(Extracted records)

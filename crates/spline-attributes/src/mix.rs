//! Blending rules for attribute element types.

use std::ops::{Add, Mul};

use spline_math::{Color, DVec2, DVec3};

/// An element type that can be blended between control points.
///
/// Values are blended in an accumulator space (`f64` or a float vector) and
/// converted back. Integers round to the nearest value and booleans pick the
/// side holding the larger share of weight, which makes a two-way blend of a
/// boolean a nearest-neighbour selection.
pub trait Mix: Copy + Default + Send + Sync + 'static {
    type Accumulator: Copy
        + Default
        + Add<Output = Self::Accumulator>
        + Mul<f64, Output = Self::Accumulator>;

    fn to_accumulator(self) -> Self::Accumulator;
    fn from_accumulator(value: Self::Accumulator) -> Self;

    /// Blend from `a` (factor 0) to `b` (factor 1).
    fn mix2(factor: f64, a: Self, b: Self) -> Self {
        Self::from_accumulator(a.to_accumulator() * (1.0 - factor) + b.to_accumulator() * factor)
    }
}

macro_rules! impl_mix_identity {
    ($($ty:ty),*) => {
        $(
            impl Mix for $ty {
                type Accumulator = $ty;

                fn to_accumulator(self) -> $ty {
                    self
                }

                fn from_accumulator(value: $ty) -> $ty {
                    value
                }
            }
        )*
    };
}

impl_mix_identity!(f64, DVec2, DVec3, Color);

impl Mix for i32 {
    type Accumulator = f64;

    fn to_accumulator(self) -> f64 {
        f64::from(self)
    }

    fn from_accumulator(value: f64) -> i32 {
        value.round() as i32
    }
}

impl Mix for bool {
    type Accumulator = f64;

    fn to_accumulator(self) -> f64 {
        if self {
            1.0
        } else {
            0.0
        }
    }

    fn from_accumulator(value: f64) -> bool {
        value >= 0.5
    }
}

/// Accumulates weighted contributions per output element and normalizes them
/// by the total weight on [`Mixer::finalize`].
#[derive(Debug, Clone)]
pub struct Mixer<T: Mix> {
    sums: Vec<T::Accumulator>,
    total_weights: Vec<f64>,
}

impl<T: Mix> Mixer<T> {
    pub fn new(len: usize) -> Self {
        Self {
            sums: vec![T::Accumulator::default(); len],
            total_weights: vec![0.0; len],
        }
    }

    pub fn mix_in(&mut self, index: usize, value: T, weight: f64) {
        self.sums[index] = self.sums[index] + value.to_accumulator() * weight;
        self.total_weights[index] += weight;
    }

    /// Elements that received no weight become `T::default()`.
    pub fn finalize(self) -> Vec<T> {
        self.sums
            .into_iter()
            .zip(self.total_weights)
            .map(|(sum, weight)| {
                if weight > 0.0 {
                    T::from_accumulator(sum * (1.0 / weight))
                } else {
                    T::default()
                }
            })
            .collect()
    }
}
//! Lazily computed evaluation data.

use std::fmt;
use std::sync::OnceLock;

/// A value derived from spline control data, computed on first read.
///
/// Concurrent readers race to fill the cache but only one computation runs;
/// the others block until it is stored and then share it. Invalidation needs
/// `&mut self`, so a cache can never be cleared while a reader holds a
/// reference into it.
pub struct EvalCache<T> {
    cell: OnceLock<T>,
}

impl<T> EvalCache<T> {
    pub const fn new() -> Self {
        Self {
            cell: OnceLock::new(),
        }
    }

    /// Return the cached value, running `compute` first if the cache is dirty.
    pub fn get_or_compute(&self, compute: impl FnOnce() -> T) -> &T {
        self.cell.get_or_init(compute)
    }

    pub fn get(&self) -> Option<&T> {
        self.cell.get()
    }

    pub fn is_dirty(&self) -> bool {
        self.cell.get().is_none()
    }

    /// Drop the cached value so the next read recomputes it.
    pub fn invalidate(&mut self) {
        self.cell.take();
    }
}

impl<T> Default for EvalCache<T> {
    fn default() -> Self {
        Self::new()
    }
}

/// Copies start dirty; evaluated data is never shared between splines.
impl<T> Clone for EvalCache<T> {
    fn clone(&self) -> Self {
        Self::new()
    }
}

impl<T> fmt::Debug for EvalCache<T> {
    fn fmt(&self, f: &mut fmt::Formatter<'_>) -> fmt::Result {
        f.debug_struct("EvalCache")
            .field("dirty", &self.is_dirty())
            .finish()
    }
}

=== WHAT IS EXPECTED ===
Go to the line with "if weight >" in the entries above and repeat every line from there through the line with "pub const fn", exactly and with no other text.

=== RESULT BELOW ===
                if weight > 0.0 {
                    T::from_accumulator(sum * (1.0 / weight))
                } else {
                    T::default()
                }
            })
            .collect()
    }
}
//! Lazily computed evaluation data.

use std::fmt;
use std::sync::OnceLock;

/// A value derived from spline control data, computed on first read.
///
/// Concurrent readers race to fill the cache but only one computation runs;
/// the others block until it is stored and then share it. Invalidation needs
/// `&mut self`, so a cache can never be cleared while a reader holds a
/// reference into it.
pub struct EvalCache<T> {
    cell: OnceLock<T>,
}

impl<T> EvalCache<T> {
    pub const fn new() -> Self {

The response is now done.